The length of patents also needs to be examined, particularly for life-saving medications.

(2) An End to Multi-Tiered Care Pricing
Currently, if I go to an emergency room without insurance with a broken leg, it may cost me upwards of $20,000. If I get care through insurance, they will pay only a third of that. If I'm insured through Medicare/Medicaid, the government pays a quarter of that. If the hospital can't collect, I pay nothing.

These tiers of pricing do nothing but force people out of the system. A regulation requiring that hospitals charge the same fees for procedures for all patients would go a long way towards stemming that inequity. It wouldn't have to dictate what the price was -- obviously hospitals couldn't take Medicare/Medicaid patients if the prices were higher than Medicare/Medicaid pricing -- but it would ensure fairness to everyone who walks through those doors.

(3) Universal Preventative Care
Check-ups and vaccinations are cheap. And they save tons of money down the road. There is no reason not to nationalize MMR immunizations and blood pressure testing. Everybody should have access to these basics.

(4) Change the Tax Incentives
John McCain was right - the employer tax exemption distorts the market. End the credit and give all Americans a refundable tax credit in the same amount to be used for health care. Allow all individual health care spending to be tax exempt. Require that all coverage be portable (not contingent on employment), so people don't have to tie job decisions to health care decisions and people don't have to worry if they will have a job tomorrow to support health care they need today.

Are these the complete answer? No. We still have to decide the thorny issues of whether to offer a public health care option (I favor it) and how to regulate coverage (pre-existing condition clauses, risk rating processes, etc.) But it's a start.

The Political Reality
The heat is only going to turn up. Blue Dog Democrats are fundamentally not sold and at least some of their votes will be needed to pass a bill. If a bill isn't passed before the August recess, it is probably dead for the year. And the Sonia Sotomayor confirmation hearings are scheduled smack dab in the middle of when this debate will be taking place, in what I think is an awful political miscalculation by Senate Democrats.

And the biggest political reality of all -- if President Obama can't get this done this year, with big majorities in both houses of congress and public approval at his back, he probably never will get it done, the same as Bill Clinton.

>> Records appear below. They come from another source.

#[cfg(test)]
mod tests {
    use super::*;
    use crate::schema::SchemaEntry;
    use chrono::NaiveDate;
    use pretty_assertions::assert_eq;

    fn text(s: &str) -> CellValue {
        CellValue::Text(s.into())
    }

    fn map(
        data: &[Vec<CellValue>],
        schema: &Schema,
        options: &MapOptions,
    ) -> MappingResult {
        map_rows(data, schema, options, None).unwrap()
    }

    #[test]
    fn test_maps_typed_row() {
        let data = vec![
            vec![text("DATE"), text("NUMBER"), text("BOOLEAN"), text("STRING")],
            vec![text("43183"), text("123"), text("1"), text("abc")],
        ];
        let schema = Schema::new()
            .entry("date", SchemaEntry::value("DATE", ValueType::Date))
            .entry("number", SchemaEntry::value("NUMBER", ValueType::Number))
            .entry("boolean", SchemaEntry::value("BOOLEAN", ValueType::Boolean))
            .entry("string", SchemaEntry::value("STRING", ValueType::Text));

        let result = map(&data, &schema, &MapOptions::default());
        assert_eq!(result.errors, vec![]);

        let record = result.rows[0].as_object().unwrap();
        assert_eq!(
            record.get("date").unwrap().as_datetime().unwrap().date(),
            NaiveDate::from_ymd_opt(2018, 3, 24).unwrap()
        );
        assert_eq!(record.get("number"), Some(&Value::Number(123.0)));
        assert_eq!(record.get("boolean"), Some(&Value::Bool(true)));
        assert_eq!(record.get("string"), Some(&Value::Text("abc".into())));
    }

    #[test]
    fn test_empty_cell_maps_to_null_but_missing_column_is_omitted() {
        let data = vec![
            vec![text("PRESENT")],
            vec![CellValue::Empty, text("stray")],
        ];
        let schema = Schema::new()
            .entry("present", SchemaEntry::value("PRESENT", ValueType::Text))
            .entry("absent", SchemaEntry::value("ABSENT", ValueType::Text));

        let result = map(&data, &schema, &MapOptions::default());
        assert_eq!(result.errors, vec![]);

        // The record is non-empty because of another property; pin that down
        // with a second row variant instead.
        let data = vec![
            vec![text("PRESENT"), text("OTHER")],
            vec![CellValue::Empty, text("x")],
        ];
        let schema = Schema::new()
            .entry("present", SchemaEntry::value("PRESENT", ValueType::Text))
            .entry("absent", SchemaEntry::value("ABSENT", ValueType::Text))
            .entry("other", SchemaEntry::value("OTHER", ValueType::Text));
        let result = map(&data, &schema, &MapOptions::default());
        let record = result.rows[0].as_object().unwrap();
        assert_eq!(record.get("present"), Some(&Value::Null));
        assert_eq!(record.get("absent"), None);
        assert_eq!(record.get("other"), Some(&Value::Text("x".into())));
    }

    #[test]
    fn test_invalid_number_produces_error_and_omits_property() {
        let data = vec![
            vec![text("NUMBER"), text("STRING")],
            vec![text("123abc"), text("abc")],
        ];
        let schema = Schema::new()
            .entry("number", SchemaEntry::value("NUMBER", ValueType::Number))
            .entry("string", SchemaEntry::value("STRING", ValueType::Text));

        let result = map(&data, &schema, &MapOptions::default());
        assert_eq!(result.errors.len(), 1);
        let error = &result.errors[0];
        assert_eq!(error.kind, ErrorKind::Invalid);
        assert_eq!(error.reason.as_deref(), Some(reason::NOT_A_NUMBER));
        assert_eq!(error.row, 2);
        assert_eq!(error.column, "NUMBER");
        assert_eq!(error.value, Some(text("123abc")));

        let record = result.rows[0].as_object().unwrap();
        assert_eq!(record.get("number"), None);
        assert_eq!(record.get("string"), Some(&Value::Text("abc".into())));
    }

    #[test]
    fn test_empty_row_maps_to_null_without_required_errors() {
        let data = vec![
            vec![text("NUMBER")],
            vec![CellValue::Empty],
        ];
        let schema = Schema::new().entry(
            "number",
            SchemaEntry::value("NUMBER", ValueType::Number).required(),
        );

        let options = MapOptions {
            ignore_empty_rows: false,
            ..Default::default()
        };
        let result = map(&data, &schema, &options);
        assert_eq!(result.rows, vec![Value::Null]);
        assert_eq!(result.errors, vec![]);
    }

    #[test]
    fn test_required_flag() {
        let data = vec![
            vec![text("NUMBER"), text("STRING")],
            vec![CellValue::Empty, text("abc")],
        ];
        let schema = Schema::new()
            .entry(
                "number",
                SchemaEntry::value("NUMBER", ValueType::Number).required(),
            )
            .entry("string", SchemaEntry::value("STRING", ValueType::Text));

        let result = map(&data, &schema, &MapOptions::default());
        assert_eq!(result.errors.len(), 1);
        assert_eq!(result.errors[0].kind, ErrorKind::Required);
        assert_eq!(result.errors[0].column, "NUMBER");
        assert_eq!(result.errors[0].row, 2);
    }

    #[test]
    fn test_required_predicate_sees_finished_record() {
        let schema = Schema::new()
            .entry(
                "grade",
                SchemaEntry::value("GRADE", ValueType::Number).required_if(|record| {
                    record.get("course_title").and_then(Value::as_text) == Some("Chemistry")
                }),
            )
            .entry("course_title", SchemaEntry::value("COURSE", ValueType::Text));

        let chemistry = vec![
            vec![text("COURSE")],
            vec![text("Chemistry")],
        ];
        let result = map(&chemistry, &schema, &MapOptions::default());
        assert_eq!(result.errors.len(), 1);
        assert_eq!(result.errors[0].kind, ErrorKind::Required);
        assert_eq!(result.errors[0].column, "GRADE");

        let biology = vec![
            vec![text("COURSE")],
            vec![text("Biology")],
        ];
        let result = map(&biology, &schema, &MapOptions::default());
        assert_eq!(result.errors, vec![]);
    }

    #[test]
    fn test_skip_required_for_missing_column() {
        let data = vec![
            vec![text("STRING")],
            vec![text("abc")],
        ];
        let schema = Schema::new()
            .entry(
                "number",
                SchemaEntry::value("NUMBER", ValueType::Number).required(),
            )
            .entry("string", SchemaEntry::value("STRING", ValueType::Text));

        let options = MapOptions {
            skip_required_for_missing_column: Some(Arc::new(|column, _| column == "NUMBER")),
            ..Default::default()
        };
        let result = map(&data, &schema, &options);
        assert_eq!(result.errors, vec![]);
    }

    #[test]
    fn test_one_of() {
        let data = vec![
            vec![text("STATUS")],
            vec![text("active")],
            vec![text("bogus")],
        ];
        let schema = Schema::new().entry(
            "status",
            SchemaEntry::value("STATUS", ValueType::Text)
                .one_of([Value::Text("active".into()), Value::Text("inactive".into())]),
        );

        let result = map(&data, &schema, &MapOptions::default());
        assert_eq!(result.errors.len(), 1);
        assert_eq!(result.errors[0].kind, ErrorKind::Invalid);
        assert_eq!(result.errors[0].reason.as_deref(), Some(reason::UNKNOWN));
        assert_eq!(result.errors[0].row, 3);
    }

    #[test]
    fn test_validate_message_becomes_error_kind() {
        let data = vec![
            vec![text("NAME")],
            vec![text("George Bush")],
        ];
        let schema = Schema::new().entry(
            "name",
            SchemaEntry::value("NAME", ValueType::Text).validate(|value| {
                if value.as_text() == Some("George Bush") {
                    Err("custom-error".to_string())
                } else {
                    Ok(())
                }
            }),
        );

        let result = map(&data, &schema, &MapOptions::default());
        assert_eq!(result.errors.len(), 1);
        assert_eq!(result.errors[0].kind, ErrorKind::Custom("custom-error".into()));
        assert_eq!(result.rows, vec![Value::Null]);
    }

    #[test]
    fn test_array_entry() {
        let data = vec![
            vec![text("NAMES")],
            vec![text(r#"Barack Obama, "String, with, colons", Donald Trump"#)],
        ];
        let schema = Schema::new().entry("names", SchemaEntry::array("NAMES", ValueType::Text));

        let result = map(&data, &schema, &MapOptions::default());
        assert_eq!(result.errors, vec![]);
        let record = result.rows[0].as_object().unwrap();
        assert_eq!(
            record.get("names"),
            Some(&Value::Array(vec![
                Value::Text("Barack Obama".into()),
                Value::Text("String, with, colons".into()),
                Value::Text("Donald Trump".into()),
            ]))
        );
    }

    #[test]
    fn test_array_single_element_error_aborts_array() {
        let data = vec![
            vec![text("NAME"), text("NUMBERS")],
            vec![text("Ada"), text("1, x, 3")],
        ];
        let schema = Schema::new()
            .entry("name", SchemaEntry::value("NAME", ValueType::Text))
            .entry(
                "numbers",
                SchemaEntry::array("NUMBERS", ValueType::Number),
            );

        let result = map(&data, &schema, &MapOptions::default());
        assert_eq!(result.errors.len(), 1);
        assert_eq!(result.errors[0].value, Some(text("x")));
        let record = result.rows[0].as_object().unwrap();
        assert_eq!(record.get("name"), Some(&Value::Text("Ada".into())));
        // The failing array is dropped from the record wholesale.
        assert_eq!(record.get("numbers"), None);
    }

    #[test]
    fn test_row_whose_only_property_errors_yields_empty_object_value() {
        let data = vec![vec![text("NUMBERS")], vec![text("1, x, 3")]];
        let schema =
            Schema::new().entry("numbers", SchemaEntry::array("NUMBERS", ValueType::Number));

        let result = map(&data, &schema, &MapOptions::default());
        assert_eq!(result.errors.len(), 1);
        assert_eq!(result.errors[0].value, Some(text("x")));
        assert_eq!(result.rows[0], Value::Null);
    }

    #[test]
    fn test_array_on_non_text_cell_wraps_single_value() {
        let data = vec![
            vec![text("NUMBERS")],
            vec![CellValue::Number(5.0)],
        ];
        let schema = Schema::new().entry("numbers", SchemaEntry::array("NUMBERS", ValueType::Number));

        let result = map(&data, &schema, &MapOptions::default());
        assert_eq!(result.errors, vec![]);
        let record = result.rows[0].as_object().unwrap();
        assert_eq!(record.get("numbers"), Some(&Value::Array(vec![Value::Number(5.0)])));
    }

    #[test]
    fn test_nested_schema() {
        let data = vec![
            vec![text("NAME"), text("CITY"), text("STREET")],
            vec![text("Alice"), text("Austin"), text("Main St")],
        ];
        let schema = Schema::new()
            .entry("name", SchemaEntry::value("NAME", ValueType::Text))
            .entry(
                "address",
                SchemaEntry::nested(
                    Schema::new()
                        .entry("city", SchemaEntry::value("CITY", ValueType::Text))
                        .entry("street", SchemaEntry::value("STREET", ValueType::Text)),
                ),
            );

        let result = map(&data, &schema, &MapOptions::default());
        assert_eq!(result.errors, vec![]);
        let record = result.rows[0].as_object().unwrap();
        let address = record.get("address").unwrap().as_object().unwrap();
        assert_eq!(address.get("city"), Some(&Value::Text("Austin".into())));
        assert_eq!(address.get("street"), Some(&Value::Text("Main St".into())));
    }

    #[test]
    fn test_nested_all_empty_yields_null_property() {
        let data = vec![
            vec![text("NAME"), text("CITY"), text("STREET")],
            vec![text("Alice"), CellValue::Empty, CellValue::Empty],
        ];
        let schema = Schema::new()
            .entry("name", SchemaEntry::value("NAME", ValueType::Text))
            .entry(
                "address",
                SchemaEntry::nested(
                    Schema::new()
                        .entry("city", SchemaEntry::value("CITY", ValueType::Text))
                        .entry("street", SchemaEntry::value("STREET", ValueType::Text)),
                ),
            );

        let result = map(&data, &schema, &MapOptions::default());
        let record = result.rows[0].as_object().unwrap();
        assert_eq!(record.get("address"), Some(&Value::Null));
    }

    #[test]
    fn test_row_index_map_rewrites_error_rows() {
        let data = vec![
            vec![text("NUMBER")],
            vec![text("123abc")],
        ];
        let schema =
            Schema::new().entry("number", SchemaEntry::value("NUMBER", ValueType::Number));

        let result = map_rows(&data, &schema, &MapOptions::default(), Some(&[2, 5])).unwrap();
        assert_eq!(result.errors.len(), 1);
        assert_eq!(result.errors[0].row, 6);
    }

    #[test]
    fn test_ignore_empty_rows_adjusts_row_index_map() {
        let data = vec![
            vec![text("NUMBER")],
            vec![CellValue::Empty],
            vec![text("123abc")],
        ];
        let schema =
            Schema::new().entry("number", SchemaEntry::value("NUMBER", ValueType::Number));

        // The empty row at data index 1 is dropped; the failing row then sits
        // at internal row 2 and maps through entry [7] to sheet row 8.
        let result = map_rows(&data, &schema, &MapOptions::default(), Some(&[0, 4, 7])).unwrap();
        assert_eq!(result.errors.len(), 1);
        assert_eq!(result.errors[0].row, 8);
    }

    #[test]
    fn test_column_oriented_data_is_transposed() {
        let data = vec![
            vec![text("NAME"), text("Alice"), text("Bob")],
            vec![text("AGE"), text("30"), text("40")],
        ];
        let schema = Schema::new()
            .entry("name", SchemaEntry::value("NAME", ValueType::Text))
            .entry("age", SchemaEntry::value("AGE", ValueType::Number));

        let options = MapOptions {
            column_oriented: true,
            ..Default::default()
        };
        let result = map(&data, &schema, &options);
        assert_eq!(result.errors, vec![]);
        assert_eq!(result.rows.len(), 2);
        let bob = result.rows[1].as_object().unwrap();
        assert_eq!(bob.get("name"), Some(&Value::Text("Bob".into())));
        assert_eq!(bob.get("age"), Some(&Value::Number(40.0)));
    }

    #[test]
    fn test_custom_empty_object_value() {
        let data = vec![
            vec![text("NUMBER")],
            vec![CellValue::Empty],
        ];
        let schema =
            Schema::new().entry("number", SchemaEntry::value("NUMBER", ValueType::Number));

        let options = MapOptions {
            ignore_empty_rows: false,
            empty_object_value: Some(Arc::new(|_, _| Some(Value::Text("EMPTY".into())))),
            ..Default::default()
        };
        let result = map(&data, &schema, &options);
        assert_eq!(result.rows, vec![Value::Text("EMPTY".into())]);
    }

    #[test]
    fn test_invalid_schema_is_rejected_up_front() {
        let schema = Schema::new().entry("x", SchemaEntry::value("", ValueType::Text));
        let result = map_rows(&[], &schema, &MapOptions::default(), None);
        assert_eq!(result, Err(SchemaError::MissingColumn("x".into())));
    }
}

50/50 odds? Sounds a little optimistic in light of the facts. President Obama may be a different kind of President (for better or for worse, depending on your political leanings), but he lives in the same old Washington. Of course, Intrade also has better than 2:1 odds that President Obama wins re-election. So, according to the betting public, President Obama doesn't need to get universal health care done in order to win in 2012. Certainly, Bill Clinton didn't, winning the popular vote by 9% in 1996, the widest margin for a Democrat since FDR. President Obama? I'm not so sure. Health care was the centerpiece of his campaign. He needs to get a bill passed. And he needs to figure out how to pay for it.

A Mess in Iran
Opposition protests and charges of vote tampering abound in Iran. I don't doubt that Ahmadinejad and the corrupt religious mullahs who control Iran are capable of fraud and may have stolen the election. But we need to watch our words. Alleging fraud without evidence, and it is pretty scant at this point, is dangerous. We have no scientific polls that show Ahmadinejad trailing and no direct evidence of vote-tampering. All we have is a "sense" based on pre-election rallies that the opposition was rising. We need more if we are going to contend the election was corrupt. And it is probably irrelevant anyway, as even if we had evidence of fraud, the Iranian government isn't about to take a mulligan.